**Entries provided:**

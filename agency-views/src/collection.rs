/*
 * Copyright 2025 Security Union LLC
 *
 * Licensed under either of
 *
 * * Apache License, Version 2.0
 *   (http://www.apache.org/licenses/LICENSE-2.0)
 * * MIT license
 *   (http://opensource.org/licenses/MIT)
 *
 * at your option.
 */

//! Remote Collection View-Model.
//!
//! A [`RemoteCollection`] owns the [`FetchState`] of one page (or one
//! component). `load` flips the state to `Loading` as soon as it is called,
//! makes exactly one request, and commits the outcome only if no newer `load` has
//! started and the view has not been unmounted in the meantime. Failures are
//! absorbed into the state; `load` never returns an error.

use std::future::Future;
use std::sync::{Arc, Mutex, MutexGuard, PoisonError};

use agency_types::{CatalogItem, ResourceRequest};
use serde::de::DeserializeOwned;

use crate::fetch_state::{FetchState, Phase};
use crate::filter::{self, FilterCriteria};
use crate::source::CatalogSource;

/// Whether a finished load was written into the view state.
#[derive(Debug, Clone, Copy, PartialEq, Eq)]
pub enum LoadOutcome {
    Committed,
    /// A newer load started, or the view was unmounted, before this one
    /// settled.
    Discarded,
}

#[derive(Debug)]
struct Inner<T> {
    state: FetchState<T>,
    generation: u64,
    mounted: bool,
}

/// Fetch state for one view, shareable between the view and its pending
/// request.
#[derive(Debug)]
pub struct RemoteCollection<T> {
    inner: Arc<Mutex<Inner<T>>>,
}

impl<T> Clone for RemoteCollection<T> {
    fn clone(&self) -> Self {
        Self {
            inner: Arc::clone(&self.inner),
        }
    }
}

impl<T> Default for RemoteCollection<T> {
    fn default() -> Self {
        Self::new()
    }
}

impl<T> RemoteCollection<T> {
    pub fn new() -> Self {
        Self {
            inner: Arc::new(Mutex::new(Inner {
                state: FetchState::Idle,
                generation: 0,
                mounted: true,
            })),
        }
    }

    fn lock(&self) -> MutexGuard<'_, Inner<T>> {
        self.inner.lock().unwrap_or_else(PoisonError::into_inner)
    }

    pub fn phase(&self) -> Phase {
        self.lock().state.phase()
    }

    pub fn error(&self) -> Option<String> {
        self.lock().state.error().map(str::to_string)
    }

    /// Run `f` against the current state without cloning it.
    pub fn with_state<R>(&self, f: impl FnOnce(&FetchState<T>) -> R) -> R {
        f(&self.lock().state)
    }

    /// Tear the view down. Results of requests still in flight are dropped.
    pub fn unmount(&self) {
        let mut inner = self.lock();
        inner.mounted = false;
        log::debug!("view unmounted at generation {}", inner.generation);
    }

    pub fn is_mounted(&self) -> bool {
        self.lock().mounted
    }

    /// Start a new load: bump the generation and show `Loading`.
    /// Returns `None` once the view is unmounted.
    fn begin(&self) -> Option<u64> {
        let mut inner = self.lock();
        if !inner.mounted {
            return None;
        }
        inner.generation = inner.generation.wrapping_add(1);
        inner.state = FetchState::Loading;
        Some(inner.generation)
    }

    fn commit(&self, generation: u64, state: FetchState<T>) -> LoadOutcome {
        let mut inner = self.lock();
        if !inner.mounted || inner.generation != generation {
            log::debug!(
                "discarding load {generation} (current {}, mounted {})",
                inner.generation,
                inner.mounted
            );
            return LoadOutcome::Discarded;
        }
        inner.state = state;
        LoadOutcome::Committed
    }
}

impl<T: Clone> RemoteCollection<T> {
    pub fn state(&self) -> FetchState<T> {
        self.lock().state.clone()
    }

    /// Snapshot of the loaded items; empty unless the last load succeeded.
    pub fn payload(&self) -> Vec<T> {
        self.lock().state.payload().to_vec()
    }

    /// First loaded item. Detail pages load a list of one.
    pub fn item(&self) -> Option<T> {
        self.lock().state.payload().first().cloned()
    }
}

impl<T: CatalogItem + Clone> RemoteCollection<T> {
    /// Items of the current payload matching `criteria`, in payload order.
    pub fn view(&self, criteria: &FilterCriteria) -> Vec<T> {
        let inner = self.lock();
        filter::derive_view(inner.state.payload(), criteria)
            .into_iter()
            .cloned()
            .collect()
    }

    /// Category labels present in the current payload, `"All"` first.
    pub fn categories(&self) -> Vec<String> {
        filter::list_available_categories(self.lock().state.payload())
    }
}

impl<T: DeserializeOwned + Send> RemoteCollection<T> {
    /// Fetch `request` and store the outcome.
    ///
    /// The state turns `Loading` and the request is issued when this is
    /// called, not when the returned future is first polled, so the most
    /// recently started load is the one that commits. Calling `load` on an
    /// unmounted view makes no request and resolves to
    /// [`LoadOutcome::Discarded`].
    pub fn load<'a, S: CatalogSource>(
        &'a self,
        source: &'a S,
        request: &ResourceRequest,
    ) -> impl Future<Output = LoadOutcome> + Send + 'a
    where
        T: 'a,
    {
        let started = self.begin().map(|generation| {
            log::debug!("loading {} (generation {generation})", request.path());
            (generation, source.fetch_resource::<T>(request.clone()))
        });
        let request = request.clone();

        async move {
            let Some((generation, fetch)) = started else {
                return LoadOutcome::Discarded;
            };
            let state = match fetch.await {
                Ok(items) => FetchState::Success(items),
                Err(err) => {
                    log::warn!("failed to load {}: {err}", request.path());
                    FetchState::Error(err.user_message(&request))
                }
            };
            self.commit(generation, state)
        }
    }
}

impl<T: CatalogItem + DeserializeOwned + Send> RemoteCollection<T> {
    /// Fetch every item of `T`'s collection.
    pub fn load_all<'a, S: CatalogSource>(
        &'a self,
        source: &'a S,
    ) -> impl Future<Output = LoadOutcome> + Send + 'a
    where
        T: 'a,
    {
        self.load(source, &ResourceRequest::list(T::RESOURCE))
    }

    /// Fetch a single item of `T`'s collection; the payload is a list of one.
    pub fn load_item<'a, S: CatalogSource>(
        &'a self,
        source: &'a S,
        id: &str,
    ) -> impl Future<Output = LoadOutcome> + Send + 'a
    where
        T: 'a,
    {
        self.load(source, &ResourceRequest::item(T::RESOURCE, id))
    }
}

**Goal of the exercise:** What lines in the listing contain "newer"? Copy them all.

**Written answer:**
//! makes exactly one request, and commits the outcome only if no newer `load` has
    /// A newer load started, or the view was unmounted, before this one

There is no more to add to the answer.